We shall see soon! I managed to mate my 35# mini potbelly to my 600# duroc cross sow  I haven't seen her go back into heat yet sooo maybe


----------



## ohiogoatgirl (Jul 13, 2013)

keep us updated! would love to see how they turn out if she took!


----------



## Cricket (Jul 14, 2013)

I'd wonder if you would then want to breed the offspring to a small pig?  Not sure with pigs, but I've seen mixes of big breed cows bred with small breed cows where the offspring had a pelvis on the small side, but threw large calves.


----------



## AshleyFishy (Jul 14, 2013)

I would have to evaluate them maturity. My sow has nice big hips so maybe that will pass on.
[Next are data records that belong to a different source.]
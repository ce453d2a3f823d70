// Copyright (c) 2025 Kirky.X
//
// Licensed under the MIT License
// See LICENSE file in the project root for full license information.

pub mod filing_repo_impl;
pub mod task_repo_impl;
// Copyright (c) 2025 Kirky.X
//
// Licensed under the MIT License
// See LICENSE file in the project root for full license information.

use crate::domain::models::task::{DomainError, Task, TaskStatus, TaskType};
use crate::domain::repositories::task_repository::{RepositoryError, TaskRepository};
use crate::queue::registry::ProcessorRegistry;
use crate::utils::retry_policy::RetryPolicy;
use crate::workers::processor::TaskError;
use async_trait::async_trait;
use chrono::{DateTime, Utc};
use futures::StreamExt;
use metrics::counter;
use std::sync::atomic::{AtomicUsize, Ordering};
use std::sync::Arc;
use thiserror::Error;
use tracing::{debug, error, info, info_span, warn, Instrument};
use uuid::Uuid;

/// 每次调度最多读取的任务数
pub const DEFAULT_BATCH_SIZE: u64 = 100;

/// 队列使用的时钟
pub type Clock = Arc<dyn Fn() -> DateTime<Utc> + Send + Sync>;

/// 队列错误类型
#[derive(Error, Debug)]
pub enum QueueError {
    /// 仓库错误
    #[error("Repository error: {0}")]
    Repository(#[from] RepositoryError),

    /// 该任务类型没有注册处理器
    #[error("No processor registered for task type {0}")]
    InvalidTaskType(TaskType),

    /// 非法状态转换
    #[error("Domain error: {0}")]
    Domain(#[from] DomainError),
}

/// 一次调度的统计
#[derive(Debug, Default, Clone, Copy, PartialEq, Eq)]
pub struct TickSummary {
    /// 成功认领的任务数
    pub claimed: usize,
    pub completed: usize,
    /// 进入 Retry 的任务数
    pub retried: usize,
    pub failed: usize,
}

#[derive(Default)]
struct TickCounters {
    claimed: AtomicUsize,
    completed: AtomicUsize,
    retried: AtomicUsize,
    failed: AtomicUsize,
}

impl TickCounters {
    fn record(&self, status: TaskStatus) {
        let counter = match status {
            TaskStatus::Completed => &self.completed,
            TaskStatus::Retry => &self.retried,
            TaskStatus::Failed => &self.failed,
            TaskStatus::Pending | TaskStatus::Running => return,
        };
        counter.fetch_add(1, Ordering::Relaxed);
    }

    fn summary(&self) -> TickSummary {
        TickSummary {
            claimed: self.claimed.load(Ordering::Relaxed),
            completed: self.completed.load(Ordering::Relaxed),
            retried: self.retried.load(Ordering::Relaxed),
            failed: self.failed.load(Ordering::Relaxed),
        }
    }
}

/// 任务队列特质
#[async_trait]
pub trait TaskQueue: Send + Sync {
    /// 提交任务
    ///
    /// # 返回值
    ///
    /// * `Ok(Uuid)` - 新任务ID，状态为 Pending
    /// * `Err(QueueError::InvalidTaskType)` - 该类型没有注册处理器
    async fn submit(
        &self,
        task_type: TaskType,
        payload: serde_json::Value,
    ) -> Result<Uuid, QueueError>;

    /// 执行当前所有可执行的任务
    async fn run_eligible_tasks(&self) -> Result<TickSummary, QueueError> {
        self.run_eligible_tasks_at(Utc::now()).await
    }

    /// 以给定时间执行一次调度
    ///
    /// `now` 决定哪些任务可执行以及认领时间；执行结束后的状态转换
    /// （完成时间、下次重试时间）以队列时钟在结束时的读数为准，且不早于 `now`。
    async fn run_eligible_tasks_at(&self, now: DateTime<Utc>) -> Result<TickSummary, QueueError>;

    /// 查询任务
    async fn get_task(&self, id: Uuid) -> Result<Option<Task>, QueueError>;
}

/// 基于任务仓库的队列实现
pub struct DbTaskQueue<R: TaskRepository> {
    /// 任务仓库
    repository: Arc<R>,
    registry: Arc<ProcessorRegistry>,
    retry_policy: RetryPolicy,
    /// 单次调度内的并发数
    concurrency: usize,
    batch_size: u64,
    clock: Clock,
}

impl<R: TaskRepository> DbTaskQueue<R> {
    /// 创建新的任务队列实例
    ///
    /// # 参数
    ///
    /// * `repository` - 任务仓库
    /// * `registry` - 处理器注册表
    /// * `retry_policy` - 失败后的退避策略，同时决定新任务的最大尝试次数
    /// * `concurrency` - 单次调度内的并发数
    pub fn new(
        repository: Arc<R>,
        registry: Arc<ProcessorRegistry>,
        retry_policy: RetryPolicy,
        concurrency: usize,
    ) -> Self {
        Self {
            repository,
            registry,
            retry_policy,
            concurrency: concurrency.max(1),
            batch_size: DEFAULT_BATCH_SIZE,
            clock: Arc::new(Utc::now),
        }
    }

    /// 替换读取当前时间的时钟
    pub fn with_clock(mut self, clock: Clock) -> Self {
        self.clock = clock;
        self
    }

    /// 设置每次调度读取的任务数上限
    pub fn with_batch_size(mut self, batch_size: u64) -> Self {
        self.batch_size = batch_size.max(1);
        self
    }

    /// 认领并执行单个任务，返回最终状态
    ///
    /// 已被其他调度认领，或执行期间认领被回收时返回 `Ok(None)`。
    async fn execute(
        &self,
        candidate: Task,
        now: DateTime<Utc>,
        counters: &TickCounters,
    ) -> Result<Option<TaskStatus>, QueueError> {
        let Some(task) = self.repository.claim(candidate.id, now).await? else {
            return Ok(None);
        };
        counters.claimed.fetch_add(1, Ordering::Relaxed);

        let result = match self.registry.get(task.task_type) {
            Some(processor) => {
                debug!(processor = processor.name(), attempt = task.attempt_count + 1, "Processing task");
                processor.process(&task).await
            }
            None => Err(TaskError::NoProcessor(task.task_type)),
        };

        let finished = (self.clock)().max(now);
        let task = match result {
            Ok(()) => task.complete(finished)?,
            Err(e) => {
                let retryable = e.is_retryable();
                warn!(error = %e, retryable, "Task attempt failed");
                let policy = &self.retry_policy;
                task.fail(finished, e.to_string(), retryable, |attempts| {
                    policy.next_retry_time(attempts.max(1) as u32, finished)
                })?
            }
        };

        let task = match self.repository.update(&task).await {
            Ok(task) => task,
            Err(RepositoryError::ClaimLost(_)) => return Ok(None),
            Err(e) => return Err(e.into()),
        };
        match task.status {
            TaskStatus::Retry => info!(
                attempts = task.attempt_count,
                next_run_at = ?task.next_run_at,
                "Task scheduled for retry"
            ),
            status => info!(status = %status, attempts = task.attempt_count, "Task finished"),
        }
        Ok(Some(task.status))
    }
}

#[async_trait]
impl<R: TaskRepository + 'static> TaskQueue for DbTaskQueue<R> {
    async fn submit(
        &self,
        task_type: TaskType,
        payload: serde_json::Value,
    ) -> Result<Uuid, QueueError> {
        if !self.registry.contains(task_type) {
            return Err(QueueError::InvalidTaskType(task_type));
        }

        let task = Task::new(task_type, payload, self.retry_policy.max_attempts as i32);
        let created = self.repository.create(&task).await?;
        info!(task_id = %created.id, task_type = %task_type, "Task submitted");
        Ok(created.id)
    }

    async fn run_eligible_tasks_at(&self, now: DateTime<Utc>) -> Result<TickSummary, QueueError> {
        let candidates = self.repository.find_eligible(now, self.batch_size).await?;
        if candidates.is_empty() {
            return Ok(TickSummary::default());
        }
        debug!(candidates = candidates.len(), "Running eligible tasks");

        let counters = TickCounters::default();
        futures::stream::iter(candidates)
            .for_each_concurrent(self.concurrency, |task| {
                let span = info_span!("task", task_id = %task.id, task_type = %task.task_type);
                let counters = &counters;
                async move {
                    match self.execute(task, now, counters).await {
                        Ok(Some(status)) => {
                            counters.record(status);
                            counter!("filingrs_tasks_total", "outcome" => status.to_string())
                                .increment(1);
                        }
                        Ok(None) => {}
                        Err(e) => error!(error = %e, "Failed to record task outcome"),
                    }
                }
                .instrument(span)
            })
            .await;

        let summary = counters.summary();
        if summary.claimed > 0 {
            info!(
                claimed = summary.claimed,
                completed = summary.completed,
                retried = summary.retried,
                failed = summary.failed,
                "Scheduling tick finished"
            );
        }
        Ok(summary)
    }

    async fn get_task(&self, id: Uuid) -> Result<Option<Task>, QueueError> {
        Ok(self.repository.find_by_id(id).await?)
    }
}

#[async_trait]
impl<T: TaskQueue + ?Sized> TaskQueue for Arc<T> {
    async fn submit(
        &self,
        task_type: TaskType,
        payload: serde_json::Value,
    ) -> Result<Uuid, QueueError> {
        (**self).submit(task_type, payload).await
    }

    async fn run_eligible_tasks_at(&self, now: DateTime<Utc>) -> Result<TickSummary, QueueError> {
        (**self).run_eligible_tasks_at(now).await
    }

    async fn get_task(&self, id: Uuid) -> Result<Option<Task>, QueueError> {
        (**self).get_task(id).await
    }
}

#[cfg(test)]
#[path = "task_queue_test.rs"]
mod tests;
I'm most likely either going to breed the f1s back to each other or to my full size potbelly.  Really depends on how they are built.


----------



## ohiogoatgirl (Jul 14, 2013)

yes i'd be curious to see how they turn out. then breeding them brother/sister and daughter/father. wish there was a fast forward button to make em grow faster to find out sooner


----------



## ohiogoatgirl (Jul 10, 2014)

did she end up havin any? they do good?


----------



## AshleyFishy (Jul 11, 2014)

She did! Half turned out like large potbellies half looked like wild pigs. Sold most and gave away the rest, I will not be doing that cross again!


----------



## Sylverfly (Nov 6, 2014)

Can I ask what you didn't like about the cross? Was it the taste, the amount of meat, the grow out, the temperament of the cross? something else? I had planned to do this too since it would cut way down on cost to keep an 80lb boar vs an 800lb boar. But if I don't want to raise a batch of swill swine! I don't want to hijack a thread but if anyone else has done this please share your experience!


----------



## Goat Shaman (Sep 28, 2017)

AshleyFishy said:


> We shall see soon! I managed to mate my 35# mini potbelly to my 600# duroc cross sow  I haven't seen her go back into heat yet sooo maybe



 The nerd in me took out my calculator and discovered the sow was over 17 times the weight of the boar! Too bad this user's last time seen was 3 years ago, because I have some questions!


----------